Tally up the lines in the following entries where the string "addr" appears, and answer with the number alone.

Start of Available data

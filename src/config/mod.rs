pub mod loader;
pub mod models;
pub mod validation;

pub use loader::load_config;
pub use models::*;
pub use validation::{GatewayConfigValidator, ValidationError, ValidationResult};
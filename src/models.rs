//! Data models for the Litchi Mission Generator.
//!
//! `RawWaypoint` is what callers send; `Waypoint` is the canonical,
//! fully-populated record produced by the validator and consumed by the
//! CSV writer.

use serde::{Deserialize, Serialize};
use serde_json::{Map, Value};

/// Number of (type, param) action slots on a Litchi waypoint
pub const ACTION_SLOTS: usize = 15;

/// Direction the aircraft turns while rotating between waypoints
#[derive(Debug, Clone, Copy, PartialEq, Eq)]
pub enum RotationDirection {
    Clockwise,
    CounterClockwise,
    Shortest,
}

impl RotationDirection {
    pub fn from_code(code: i64) -> Option<Self> {
        match code {
            0 => Some(Self::Clockwise),
            1 => Some(Self::CounterClockwise),
            2 => Some(Self::Shortest),
            _ => None,
        }
    }

    pub fn code(self) -> i64 {
        match self {
            Self::Clockwise => 0,
            Self::CounterClockwise => 1,
            Self::Shortest => 2,
        }
    }
}

/// Gimbal behaviour between waypoints
#[derive(Debug, Clone, Copy, PartialEq, Eq)]
pub enum GimbalMode {
    Disabled,
    FocusPoi,
    Interpolate,
}

impl GimbalMode {
    pub fn from_code(code: i64) -> Option<Self> {
        match code {
            0 => Some(Self::Disabled),
            1 => Some(Self::FocusPoi),
            2 => Some(Self::Interpolate),
            _ => None,
        }
    }

    pub fn code(self) -> i64 {
        match self {
            Self::Disabled => 0,
            Self::FocusPoi => 1,
            Self::Interpolate => 2,
        }
    }
}

/// Reference used for an altitude value
#[derive(Debug, Clone, Copy, PartialEq, Eq)]
pub enum AltitudeMode {
    RelativeToTakeoff,
    AboveGround,
}

impl AltitudeMode {
    pub fn from_code(code: i64) -> Option<Self> {
        match code {
            0 => Some(Self::RelativeToTakeoff),
            1 => Some(Self::AboveGround),
            _ => None,
        }
    }

    pub fn code(self) -> i64 {
        match self {
            Self::RelativeToTakeoff => 0,
            Self::AboveGround => 1,
        }
    }
}

/// Litchi action codes. `None` (-1) marks an empty slot.
#[derive(Debug, Clone, Copy, PartialEq, Eq)]
pub enum ActionType {
    None,
    StayFor,
    TakePhoto,
    StartRecording,
    StopRecording,
    RotateAircraft,
    TiltCamera,
}

impl ActionType {
    pub fn from_code(code: i64) -> Option<Self> {
        match code {
            -1 => Some(Self::None),
            0 => Some(Self::StayFor),
            1 => Some(Self::TakePhoto),
            2 => Some(Self::StartRecording),
            3 => Some(Self::StopRecording),
            4 => Some(Self::RotateAircraft),
            5 => Some(Self::TiltCamera),
            _ => None,
        }
    }

    pub fn code(self) -> i64 {
        match self {
            Self::None => -1,
            Self::StayFor => 0,
            Self::TakePhoto => 1,
            Self::StartRecording => 2,
            Self::StopRecording => 3,
            Self::RotateAircraft => 4,
            Self::TiltCamera => 5,
        }
    }

    /// Inclusive parameter range for actions whose parameter carries meaning.
    /// Stay time is in milliseconds, rotation and tilt in degrees.
    pub fn param_range(self) -> Option<(i64, i64)> {
        match self {
            Self::StayFor => Some((0, 32_000)),
            // Same span as a waypoint heading
            Self::RotateAircraft => Some((-180, 360)),
            Self::TiltCamera => Some((-90, 30)),
            _ => None,
        }
    }
}

/// One action slot on a canonical waypoint
#[derive(Debug, Clone, Copy, PartialEq, Eq)]
pub struct Action {
    pub action_type: ActionType,
    pub param: i64,
}

impl Action {
    pub const NONE: Action = Action {
        action_type: ActionType::None,
        param: 0,
    };
}

/// Canonical waypoint: every field populated, every value in range
#[derive(Debug, Clone, PartialEq)]
pub struct Waypoint {
    // Position
    pub latitude: f64,
    pub longitude: f64,
    pub altitude: f64,

    // Navigation
    pub heading: f64,
    pub curve_size: f64,
    pub rotation_direction: RotationDirection,

    // Gimbal
    pub gimbal_mode: GimbalMode,
    pub gimbal_pitch_angle: f64,

    pub actions: [Action; ACTION_SLOTS],

    pub altitude_mode: AltitudeMode,
    pub speed: f64,

    // Point of interest
    pub poi_latitude: f64,
    pub poi_longitude: f64,
    pub poi_altitude: f64,
    pub poi_altitude_mode: AltitudeMode,

    // Camera intervals, -1 = disabled
    pub photo_time_interval: f64,
    pub photo_dist_interval: f64,
}

/// A validated mission ready for serialization
#[derive(Debug, Clone, PartialEq)]
pub struct Mission {
    pub name: String,
    pub waypoints: Vec<Waypoint>,
}

/// Caller-supplied waypoint field map.
///
/// Kept as a JSON object so that missing keys and wrongly-typed values can be
/// reported per field instead of failing the whole request at decode time.
#[derive(Debug, Clone, Default, PartialEq, Serialize, Deserialize)]
#[serde(transparent)]
pub struct RawWaypoint(pub Map<String, Value>);

/// Outcome of reading a numeric field from a `RawWaypoint`
#[derive(Debug, Clone, Copy, PartialEq)]
pub enum FieldValue {
    Absent,
    Number(f64),
    /// Present but not a finite number; carries nothing, the caller reports it
    NotNumeric,
}

impl RawWaypoint {
    pub fn new() -> Self {
        Self(Map::new())
    }

    /// Builder-style insert, mostly used by presets and tests
    pub fn with(mut self, field: &str, value: impl Into<Value>) -> Self {
        self.0.insert(field.to_string(), value.into());
        self
    }

    pub fn has(&self, field: &str) -> bool {
        self.0.contains_key(field)
    }

    /// Read a field as a finite number. Numeric strings are accepted.
    pub fn number(&self, field: &str) -> FieldValue {
        match self.0.get(field) {
            None => FieldValue::Absent,
            Some(Value::Number(n)) => match n.as_f64() {
                Some(v) if v.is_finite() => FieldValue::Number(v),
                _ => FieldValue::NotNumeric,
            },
            Some(Value::String(s)) => match s.trim().parse::<f64>() {
                Ok(v) if v.is_finite() => FieldValue::Number(v),
                _ => FieldValue::NotNumeric,
            },
            Some(_) => FieldValue::NotNumeric,
        }
    }

    /// Raw JSON value of a field, for error reporting
    pub fn raw(&self, field: &str) -> Option<&Value> {
        self.0.get(field)
    }

    pub fn keys(&self) -> impl Iterator<Item = &str> {
        self.0.keys().map(|k| k.as_str())
    }
}

/// Generate-mission request body
#[derive(Debug, Clone, Default, Serialize, Deserialize)]
pub struct MissionRequest {
    #[serde(default)]
    pub mission_name: Option<String>,
    #[serde(default)]
    pub waypoints: Vec<Value>,
}
//! Axum REST API server for the web deployment.
//!
//! Thin transport around the mission pipeline: decodes requests, maps
//! `MissionError`s to 400 responses and streams finished CSV files back as
//! attachments.

use std::str::FromStr;

use axum::{
    extract::{rejection::JsonRejection, DefaultBodyLimit, Path},
    http::{header, StatusCode},
    response::{IntoResponse, Response},
    routing::{get, post},
    Json, Router,
};
use serde::Serialize;
use tower_http::cors::{Any, CorsLayer};

use crate::mission::{self, GeneratedMission, MissionError};
use crate::models::MissionRequest;
use crate::presets;
use crate::validator::AllowedRange;

/// Server settings, read from the environment at start-up
#[derive(Debug, Clone, PartialEq)]
pub struct ServerConfig {
    pub host: String,
    pub port: u16,
    pub max_body_bytes: usize,
}

impl Default for ServerConfig {
    fn default() -> Self {
        Self {
            host: "0.0.0.0".to_string(),
            port: 5000,
            max_body_bytes: 1024 * 1024,
        }
    }
}

impl ServerConfig {
    /// `HOST`, `PORT` and `MAX_BODY_BYTES`, falling back to defaults
    pub fn from_env() -> Self {
        let defaults = Self::default();
        Self {
            host: std::env::var("HOST").unwrap_or(defaults.host),
            port: env_or("PORT", defaults.port),
            max_body_bytes: env_or("MAX_BODY_BYTES", defaults.max_body_bytes),
        }
    }

    pub fn addr(&self) -> String {
        format!("{}:{}", self.host, self.port)
    }
}

fn env_or<T: FromStr + std::fmt::Display>(key: &str, default: T) -> T {
    match std::env::var(key) {
        Ok(raw) => parse_or(key, &raw, default),
        Err(_) => default,
    }
}

fn parse_or<T: FromStr + std::fmt::Display>(key: &str, raw: &str, default: T) -> T {
    raw.trim().parse().unwrap_or_else(|_| {
        log::warn!("Invalid {} value '{}', using default {}", key, raw, default);
        default
    })
}

#[derive(Serialize)]
struct HealthResponse {
    status: &'static str,
    message: &'static str,
}

/// Standard error response
#[derive(Debug, Serialize)]
struct ErrorResponse {
    error: String,
    #[serde(skip_serializing_if = "Option::is_none")]
    kind: Option<&'static str>,
    #[serde(skip_serializing_if = "Option::is_none")]
    waypoint_index: Option<usize>,
    #[serde(skip_serializing_if = "Option::is_none")]
    field: Option<String>,
    #[serde(skip_serializing_if = "Option::is_none")]
    allowed_range: Option<AllowedRange>,
}

impl From<&MissionError> for ErrorResponse {
    fn from(err: &MissionError) -> Self {
        let validation = err.validation_error();
        Self {
            error: err.to_string(),
            kind: Some(match validation {
                Some(v) => v.kind().as_str(),
                None => "empty_mission",
            }),
            waypoint_index: err.waypoint_index(),
            field: validation.map(|v| v.field().to_string()),
            allowed_range: validation.and_then(|v| v.allowed_range()),
        }
    }
}

type ApiError = (StatusCode, Json<ErrorResponse>);

fn err_response(status: StatusCode, msg: impl Into<String>) -> ApiError {
    (
        status,
        Json(ErrorResponse {
            error: msg.into(),
            kind: None,
            waypoint_index: None,
            field: None,
            allowed_range: None,
        }),
    )
}

fn mission_err_response(err: &MissionError) -> ApiError {
    (StatusCode::BAD_REQUEST, Json(ErrorResponse::from(err)))
}

fn csv_response(generated: GeneratedMission) -> Response {
    (
        [
            (header::CONTENT_TYPE, "text/csv".to_string()),
            (
                header::CONTENT_DISPOSITION,
                format!("attachment; filename=\"{}\"", generated.file_name),
            ),
        ],
        generated.csv,
    )
        .into_response()
}

/// GET /health — Liveness check
async fn health() -> Json<HealthResponse> {
    Json(HealthResponse {
        status: "healthy",
        message: "Litchi CSV Generator API is running",
    })
}

/// POST /api/generate-mission — Build a Litchi CSV from submitted waypoints
async fn generate_mission(
    payload: Result<Json<MissionRequest>, JsonRejection>,
) -> Result<Response, ApiError> {
    let Json(request) = payload.map_err(|rejection| {
        log::warn!("Rejected mission request: {}", rejection.body_text());
        err_response(
            StatusCode::BAD_REQUEST,
            format!("Invalid request body: {}", rejection.body_text()),
        )
    })?;

    let generated = mission::generate_mission(&request).map_err(|e| {
        log::warn!("Mission generation failed: {}", e);
        mission_err_response(&e)
    })?;

    Ok(csv_response(generated))
}

/// GET /api/example-mission/:preset — Generate a built-in example mission
async fn example_mission(Path(preset): Path<String>) -> Result<Response, ApiError> {
    let request = presets::preset_mission(&preset).ok_or_else(|| {
        err_response(
            StatusCode::NOT_FOUND,
            format!(
                "Unknown example mission '{}' (available: {})",
                preset,
                presets::PRESET_NAMES.join(", ")
            ),
        )
    })?;

    let generated = mission::generate_mission(&request).map_err(|e| {
        log::error!("Example mission '{}' failed validation: {}", preset, e);
        err_response(StatusCode::INTERNAL_SERVER_ERROR, e.to_string())
    })?;

    Ok(csv_response(generated))
}

pub fn build_router(config: &ServerConfig) -> Router {
    let cors = CorsLayer::new()
        .allow_origin(Any)
        .allow_methods(Any)
        .allow_headers(Any);

    Router::new()
        .route("/health", get(health))
        .route("/api/generate-mission", post(generate_mission))
        .route("/api/example-mission/:preset", get(example_mission))
        .layer(cors)
        .layer(DefaultBodyLimit::max(config.max_body_bytes))
}

/// Start the Axum web server
pub async fn start_server(config: ServerConfig) -> anyhow::Result<()> {
    let router = build_router(&config);
    let addr = config.addr();

    log::info!("Starting Litchi Mission Generator web server on {}", addr);

    let listener = tokio::net::TcpListener::bind(&addr).await?;
    axum::serve(listener, router).await?;

    Ok(())
}
//! Writer for Litchi mission CSV files.
//!
//! The header row and column order are what Litchi Mission Hub expects on
//! import; column names carry their unit suffixes, e.g. `altitude(m)` or
//! `speed(m/s)`. Rows end with CRLF.

use crate::models::Waypoint;

/// Litchi mission CSV column headers, in import order
pub const LITCHI_HEADERS: [&str; 46] = [
    "latitude",
    "longitude",
    "altitude(m)",
    "heading(deg)",
    "curvesize(m)",
    "rotationdir",
    "gimbalmode",
    "gimbalpitchangle",
    "actiontype1",
    "actionparam1",
    "actiontype2",
    "actionparam2",
    "actiontype3",
    "actionparam3",
    "actiontype4",
    "actionparam4",
    "actiontype5",
    "actionparam5",
    "actiontype6",
    "actionparam6",
    "actiontype7",
    "actionparam7",
    "actiontype8",
    "actionparam8",
    "actiontype9",
    "actionparam9",
    "actiontype10",
    "actionparam10",
    "actiontype11",
    "actionparam11",
    "actiontype12",
    "actionparam12",
    "actiontype13",
    "actionparam13",
    "actiontype14",
    "actionparam14",
    "actiontype15",
    "actionparam15",
    "altitudemode",
    "speed(m/s)",
    "poi_latitude",
    "poi_longitude",
    "poi_altitude(m)",
    "poi_altitudemode",
    "photo_timeinterval",
    "photo_distinterval",
];

const LINE_END: &str = "\r\n";

/// Serialize an ordered list of canonical waypoints into Litchi CSV bytes.
///
/// The waypoints are assumed valid; nothing is re-checked here. The mission
/// name never appears in the output.
pub fn serialize(mission_name: &str, waypoints: &[Waypoint]) -> Vec<u8> {
    let mut out = String::with_capacity(512 + waypoints.len() * 160);

    out.push_str(&LITCHI_HEADERS.join(","));
    out.push_str(LINE_END);

    for waypoint in waypoints {
        out.push_str(&row(waypoint).join(","));
        out.push_str(LINE_END);
    }

    log::debug!(
        "Serialized mission '{}': {} waypoints, {} bytes",
        mission_name,
        waypoints.len(),
        out.len()
    );

    out.into_bytes()
}

/// One data row, columns in `LITCHI_HEADERS` order
fn row(wp: &Waypoint) -> Vec<String> {
    let mut cols = Vec::with_capacity(LITCHI_HEADERS.len());

    cols.push(float(wp.latitude));
    cols.push(float(wp.longitude));
    cols.push(float(wp.altitude));
    cols.push(float(wp.heading));
    cols.push(float(wp.curve_size));
    cols.push(wp.rotation_direction.code().to_string());
    cols.push(wp.gimbal_mode.code().to_string());
    cols.push(float(wp.gimbal_pitch_angle));

    for action in &wp.actions {
        cols.push(action.action_type.code().to_string());
        cols.push(action.param.to_string());
    }

    cols.push(wp.altitude_mode.code().to_string());
    cols.push(float(wp.speed));
    cols.push(float(wp.poi_latitude));
    cols.push(float(wp.poi_longitude));
    cols.push(float(wp.poi_altitude));
    cols.push(wp.poi_altitude_mode.code().to_string());
    cols.push(float(wp.photo_time_interval));
    cols.push(float(wp.photo_dist_interval));

    cols
}

/// Shortest round-trip representation, no exponent, `-0` folded into `0`.
/// Whole values render without a fractional part (`50.0` -> `50`).
fn float(value: f64) -> String {
    if value == 0.0 {
        return "0".to_string();
    }
    format!("{}", value)
}

#[cfg(test)]
mod tests {
    use super::*;
    use crate::models::{Action, ActionType, AltitudeMode, GimbalMode, RotationDirection};

    fn waypoint(latitude: f64, longitude: f64) -> Waypoint {
        Waypoint {
            latitude,
            longitude,
            altitude: 50.0,
            heading: 0.0,
            curve_size: 0.0,
            rotation_direction: RotationDirection::Clockwise,
            gimbal_mode: GimbalMode::Disabled,
            gimbal_pitch_angle: -90.0,
            actions: [Action::NONE; 15],
            altitude_mode: AltitudeMode::RelativeToTakeoff,
            speed: 0.0,
            poi_latitude: 0.0,
            poi_longitude: 0.0,
            poi_altitude: 0.0,
            poi_altitude_mode: AltitudeMode::RelativeToTakeoff,
            photo_time_interval: -1.0,
            photo_dist_interval: -1.0,
        }
    }

    fn lines(bytes: &[u8]) -> Vec<String> {
        let text = String::from_utf8(bytes.to_vec()).unwrap();
        assert!(text.ends_with("\r\n"));
        text.split("\r\n")
            .filter(|l| !l.is_empty())
            .map(|l| l.to_string())
            .collect()
    }

    #[test]
    fn test_header_row() {
        let csv = serialize("m", &[waypoint(43.0, -81.0)]);

        let expected = "latitude,longitude,altitude(m),heading(deg),curvesize(m),rotationdir,\
gimbalmode,gimbalpitchangle,\
actiontype1,actionparam1,actiontype2,actionparam2,actiontype3,actionparam3,\
actiontype4,actionparam4,actiontype5,actionparam5,actiontype6,actionparam6,\
actiontype7,actionparam7,actiontype8,actionparam8,actiontype9,actionparam9,\
actiontype10,actionparam10,actiontype11,actionparam11,actiontype12,actionparam12,\
actiontype13,actionparam13,actiontype14,actionparam14,actiontype15,actionparam15,\
altitudemode,speed(m/s),poi_latitude,poi_longitude,poi_altitude(m),poi_altitudemode,\
photo_timeinterval,photo_distinterval\r\n";

        assert!(csv.starts_with(expected.as_bytes()));
        assert_eq!(lines(&csv)[0].split(',').count(), 46);
    }

    #[test]
    fn test_default_waypoint_row() {
        let csv = serialize("m", &[waypoint(43.0347, -81.2453)]);
        let rows = lines(&csv);

        let mut expected = vec!["43.0347", "-81.2453", "50", "0", "0", "0", "0", "-90"];
        for _ in 0..15 {
            expected.push("-1");
            expected.push("0");
        }
        expected.extend(["0", "0", "0", "0", "0", "0", "-1", "-1"]);

        assert_eq!(rows[1], expected.join(","));
    }

    #[test]
    fn test_one_row_per_waypoint_in_order() {
        let waypoints: Vec<Waypoint> = (0..5)
            .map(|i| waypoint(40.0 + i as f64 * 0.001, -80.0))
            .collect();
        let rows = lines(&serialize("m", &waypoints));

        assert_eq!(rows.len(), 6);
        for (i, row) in rows.iter().skip(1).enumerate() {
            assert!(row.starts_with(&format!("{},", float(40.0 + i as f64 * 0.001))));
            assert_eq!(row.split(',').count(), 46);
            assert!(!row.ends_with(','));
        }
    }

    #[test]
    fn test_actions_and_enums_render_as_integers() {
        let mut wp = waypoint(1.5, 2.5);
        wp.rotation_direction = RotationDirection::Shortest;
        wp.gimbal_mode = GimbalMode::FocusPoi;
        wp.altitude_mode = AltitudeMode::AboveGround;
        wp.actions[0] = Action {
            action_type: ActionType::StayFor,
            param: 2000,
        };
        wp.actions[14] = Action {
            action_type: ActionType::TiltCamera,
            param: -30,
        };

        let rows = lines(&serialize("m", &[wp]));
        let cols: Vec<&str> = rows[1].split(',').collect();

        assert_eq!(cols[5], "2");
        assert_eq!(cols[6], "1");
        assert_eq!(&cols[8..10], ["0", "2000"]);
        assert_eq!(&cols[36..38], ["5", "-30"]);
        assert_eq!(cols[38], "1");
    }

    #[test]
    fn test_float_formatting_is_uniform() {
        assert_eq!(float(50.0), "50");
        assert_eq!(float(50.5), "50.5");
        assert_eq!(float(-0.0), "0");
        assert_eq!(float(-81.2453), "-81.2453");
        assert_eq!(float(1e-7), "0.0000001");
        assert_eq!(float(12345678.0), "12345678");
    }

    #[test]
    fn test_serialize_is_deterministic() {
        let waypoints = vec![waypoint(43.0347, -81.2453), waypoint(43.0357, -81.2443)];
        let first = serialize("m", &waypoints);
        let second = serialize("m", &waypoints);
        assert_eq!(first, second);

        // Name is not part of the content
        assert_eq!(first, serialize("other", &waypoints));
    }

    #[test]
    fn test_empty_list_is_header_only() {
        let rows = lines(&serialize("m", &[]));
        assert_eq!(rows.len(), 1);
    }
}
//! Litchi Mission Generator - Backend
//!
//! REST API that turns scripted waypoint missions into Litchi-compatible
//! mission CSV files.
//!
//! Licensed under the GNU Affero General Public License v3.0. See the LICENSE file for details.

use litchi_mission_lib::server::{self, ServerConfig};

// ============================================================================
// WEB SERVER MODE
// ============================================================================

async fn run_web() {
    env_logger::Builder::from_env(env_logger::Env::default().default_filter_or("info")).init();

    let config = ServerConfig::from_env();
    log::info!(
        "Configuration: addr={}, max_body_bytes={}",
        config.addr(),
        config.max_body_bytes
    );

    if let Err(e) = server::start_server(config).await {
        log::error!("Server failed: {:#}", e);
        std::process::exit(1);
    }
}

// ============================================================================
// MAIN ENTRY POINT
// ============================================================================

fn main() {
    let runtime = match tokio::runtime::Builder::new_multi_thread()
        .enable_all()
        .build()
    {
        Ok(runtime) => runtime,
        Err(e) => {
            eprintln!("Error: failed to start async runtime: {}", e);
            std::process::exit(1);
        }
    };

    runtime.block_on(run_web());
}
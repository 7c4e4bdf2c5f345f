pub mod litchi_writer;
pub mod mission;
pub mod models;
pub mod presets;
pub mod validator;

#[cfg(feature = "web")]
pub mod server;

pub use litchi_writer::{serialize, LITCHI_HEADERS};
pub use mission::{generate_mission, validate_mission, GeneratedMission, MissionError};
pub use models::*;
pub use validator::{validate, ValidationError, ValidationErrorKind};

End of Available data

**Written solution**
6